My dear sweet friend, I love you.
I love you. Thats all I can say right now.
Oh, Janelle, what a terrible terrible thing to go through. I'm sorry.
Thank you for sharing your story. I hate cancer, too. However, to be honest--I sure haven't lived through it like you.
I LOVE YOU!!!
ahh...you are pulling at my heart strings my friend. i can't imagine.
i can sympathize with some of the feelings about the church you grew up in as it sounds very similar to the type of church i attended as a child.
thanks again for sharing the story. love you!
How one works through the pity thing, or more importantly, the "self-pity" thing is incredibly crucial with respect to surviving the onslaught. Why? Because dangerous "Self-Pity" often masquerades Someone else's pity.

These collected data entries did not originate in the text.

//! Diesel queries for the tickets table.
//!
//! The listing queries share one conditional-filter shape: optional status
//! and priority equality plus a case-insensitive substring match against
//! title or description, AND-combined. The page query joins comments to
//! compute the per-ticket comment count at read time; the count query runs
//! against the bare table. Both are assembled by macros because the boxed
//! query types are not nameable, which also lets the tests render the
//! exact SQL the handlers execute.

use diesel::dsl::count;
use diesel::prelude::*;
use uuid::Uuid;

use crate::shared::enums::{TicketPriority, TicketStatus};
use crate::shared::response::page_offset;
use crate::shared::schema::{comments, tickets};

use super::models::{Ticket, TicketChangeset};

#[derive(Debug, Clone, Copy, PartialEq, Eq)]
pub enum SortOrder {
    Newest,
    Oldest,
}

impl Default for SortOrder {
    fn default() -> Self {
        Self::Newest
    }
}

impl std::str::FromStr for SortOrder {
    type Err = String;
    fn from_str(s: &str) -> Result<Self, Self::Err> {
        match s {
            "newest" => Ok(Self::Newest),
            "oldest" => Ok(Self::Oldest),
            _ => Err(format!("Unknown sort order: {s}")),
        }
    }
}

/// Validated listing parameters. `q` is always non-empty when present.
#[derive(Debug, Clone)]
pub struct TicketQuery {
    pub q: Option<String>,
    pub status: Option<TicketStatus>,
    pub priority: Option<TicketPriority>,
    pub sort: SortOrder,
    pub page: i64,
    pub limit: i64,
}

impl Default for TicketQuery {
    fn default() -> Self {
        Self {
            q: None,
            status: None,
            priority: None,
            sort: SortOrder::Newest,
            page: 1,
            limit: 10,
        }
    }
}

macro_rules! apply_filters {
    ($query:expr, $params:expr) => {{
        let mut filtered = $query;
        if let Some(status) = $params.status {
            filtered = filtered.filter(tickets::status.eq(status));
        }
        if let Some(priority) = $params.priority {
            filtered = filtered.filter(tickets::priority.eq(priority));
        }
        if let Some(term) = &$params.q {
            let pattern = format!("%{term}%");
            filtered = filtered.filter(
                tickets::title
                    .ilike(pattern.clone())
                    .or(tickets::description.ilike(pattern)),
            );
        }
        filtered
    }};
}

macro_rules! page_query {
    ($params:expr) => {{
        let params = $params;
        let base = tickets::table
            .left_join(comments::table)
            .group_by(tickets::id)
            .select((Ticket::as_select(), count(comments::id.nullable())))
            .into_boxed();
        let filtered = apply_filters!(base, params);
        // Tie-break on id so pagination is reproducible for equal timestamps.
        let ordered = match params.sort {
            SortOrder::Newest => {
                filtered.order((tickets::created_at.desc(), tickets::id.desc()))
            }
            SortOrder::Oldest => {
                filtered.order((tickets::created_at.asc(), tickets::id.asc()))
            }
        };
        ordered
            .offset(page_offset(params.page, params.limit))
            .limit(params.limit)
    }};
}

macro_rules! count_query {
    ($params:expr) => {{
        let base = tickets::table
            .select(diesel::dsl::count_star())
            .into_boxed();
        apply_filters!(base, $params)
    }};
}

pub fn insert(conn: &mut PgConnection, ticket: &Ticket) -> QueryResult<()> {
    diesel::insert_into(tickets::table)
        .values(ticket)
        .execute(conn)?;
    Ok(())
}

pub fn find_by_id(conn: &mut PgConnection, id: Uuid) -> QueryResult<Option<Ticket>> {
    tickets::table
        .find(id)
        .select(Ticket::as_select())
        .first(conn)
        .optional()
}

pub fn exists(conn: &mut PgConnection, id: Uuid) -> QueryResult<bool> {
    diesel::select(diesel::dsl::exists(tickets::table.find(id))).get_result(conn)
}

/// One page of tickets matching the query, each with its comment count.
pub fn search_page(
    conn: &mut PgConnection,
    query: &TicketQuery,
) -> QueryResult<Vec<(Ticket, i64)>> {
    page_query!(query).load(conn)
}

/// Count of all tickets matching the query's filters, independent of
/// page and limit.
pub fn count_matching(conn: &mut PgConnection, query: &TicketQuery) -> QueryResult<i64> {
    count_query!(query).get_result(conn)
}

pub fn update(
    conn: &mut PgConnection,
    id: Uuid,
    changeset: &TicketChangeset,
) -> QueryResult<Ticket> {
    diesel::update(tickets::table.find(id))
        .set(changeset)
        .get_result(conn)
}

pub fn delete(conn: &mut PgConnection, id: Uuid) -> QueryResult<usize> {
    diesel::delete(tickets::table.find(id)).execute(conn)
}

#[cfg(test)]
mod tests {
    use super::*;
    use diesel::pg::Pg;
    use diesel::query_builder::QueryFragment;

    fn sql_of<T: QueryFragment<Pg>>(query: &T) -> String {
        diesel::debug_query::<Pg, _>(query).to_string()
    }

    #[test]
    fn sort_order_parses_known_values() {
        assert_eq!("newest".parse(), Ok(SortOrder::Newest));
        assert_eq!("oldest".parse(), Ok(SortOrder::Oldest));
        assert!("latest".parse::<SortOrder>().is_err());
    }

    #[test]
    fn default_query_matches_endpoint_defaults() {
        let query = TicketQuery::default();
        assert_eq!(query.page, 1);
        assert_eq!(query.limit, 10);
        assert_eq!(query.sort, SortOrder::Newest);
        assert!(query.q.is_none());
    }

    #[test]
    fn unfiltered_count_has_no_where_clause() {
        let sql = sql_of(&count_query!(&TicketQuery::default()));
        assert!(sql.contains("COUNT(*)"));
        assert!(!sql.contains("WHERE"));
    }

    #[test]
    fn filters_are_and_combined() {
        let params = TicketQuery {
            status: Some(TicketStatus::Open),
            priority: Some(TicketPriority::High),
            q: Some("login".to_string()),
            ..Default::default()
        };
        let sql = sql_of(&count_query!(&params));
        assert!(sql.contains("\"tickets\".\"status\" = $"));
        assert!(sql.contains("\"tickets\".\"priority\" = $"));
        assert_eq!(sql.matches(" AND ").count(), 2);
    }

    #[test]
    fn search_term_matches_title_or_description_case_insensitively() {
        let params = TicketQuery {
            q: Some("login".to_string()),
            ..Default::default()
        };
        let sql = sql_of(&count_query!(&params));
        assert_eq!(sql.matches("ILIKE").count(), 2);
        assert!(sql.contains("\"tickets\".\"title\""));
        assert!(sql.contains("\"tickets\".\"description\""));
        assert!(sql.contains(" OR "));
        // Substring match: the bind is wrapped in wildcards.
        assert!(sql.contains("%login%"));
    }

    #[test]
    fn page_query_joins_comments_and_groups_by_ticket() {
        let sql = sql_of(&page_query!(&TicketQuery::default()));
        assert!(sql.contains("LEFT OUTER JOIN \"comments\""));
        assert!(sql.contains("GROUP BY \"tickets\".\"id\""));
        assert!(sql.contains("LIMIT $"));
        assert!(sql.contains("OFFSET $"));
    }

    #[test]
    fn newest_sort_descends_with_id_tie_break() {
        let sql = sql_of(&page_query!(&TicketQuery::default()));
        assert!(sql.contains(
            "ORDER BY \"tickets\".\"created_at\" DESC, \"tickets\".\"id\" DESC"
        ));
    }

    #[test]
    fn oldest_sort_ascends_with_id_tie_break() {
        let params = TicketQuery {
            sort: SortOrder::Oldest,
            ..Default::default()
        };
        let sql = sql_of(&page_query!(&params));
        assert!(sql.contains(
            "ORDER BY \"tickets\".\"created_at\" ASC, \"tickets\".\"id\" ASC"
        ));
    }

    #[test]
    fn page_query_carries_the_same_filters_as_the_count() {
        let params = TicketQuery {
            status: Some(TicketStatus::Resolved),
            q: Some("export".to_string()),
            ..Default::default()
        };
        let sql = sql_of(&page_query!(&params));
        assert!(sql.contains("\"tickets\".\"status\" = $"));
        assert_eq!(sql.matches("ILIKE").count(), 2);
    }
}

I don't think I ever really understood how "the assailed" can project their own disguised "self-pity" upon those around them until I read 90 Minutes in Heaven...a book about a 90 "unimaginable, incredible" Minutes in Heaven? Yes, but thousands upon thousands more here on earth going through the recuperation's agonizing torture...in this case, growing, or rather stretching out a now shortened femur in a relatively short, painful order.
After all, IF I PITY my own circumstances, then does it not stand to reason that everyone else is pitying me or my circumstance too?
Perhaps, but not to the same degree or in the same way even.
How else does a friend get to the practical, or even needed, compassion unless they journey through what the "assailed" might be feeling or experiencing? Empathy.
I lost a good friend because, I believe, they mistook their own "cancerous" fears, anger and "self-pity" for my simple pastoral friendship.
That's okay. Now I am aware, better prepared.
Pity and Self-pity are very interesting concepts, and ones not often thought about. We all do it. The question is: how do we battle through our own and how do we wisely and deftly help others battle through theirs?
Good stuff, little sister. Good stuff...
You are precious- and so are your words, pain and truth- at the same time. Can I jump up and down with your 14 year old self and say I HATE ALS??? Thanks for writing these words. Maybe in a few years I'll be able to put into words what's going on in my heart right now. Connecting with you - more than you know. Love you!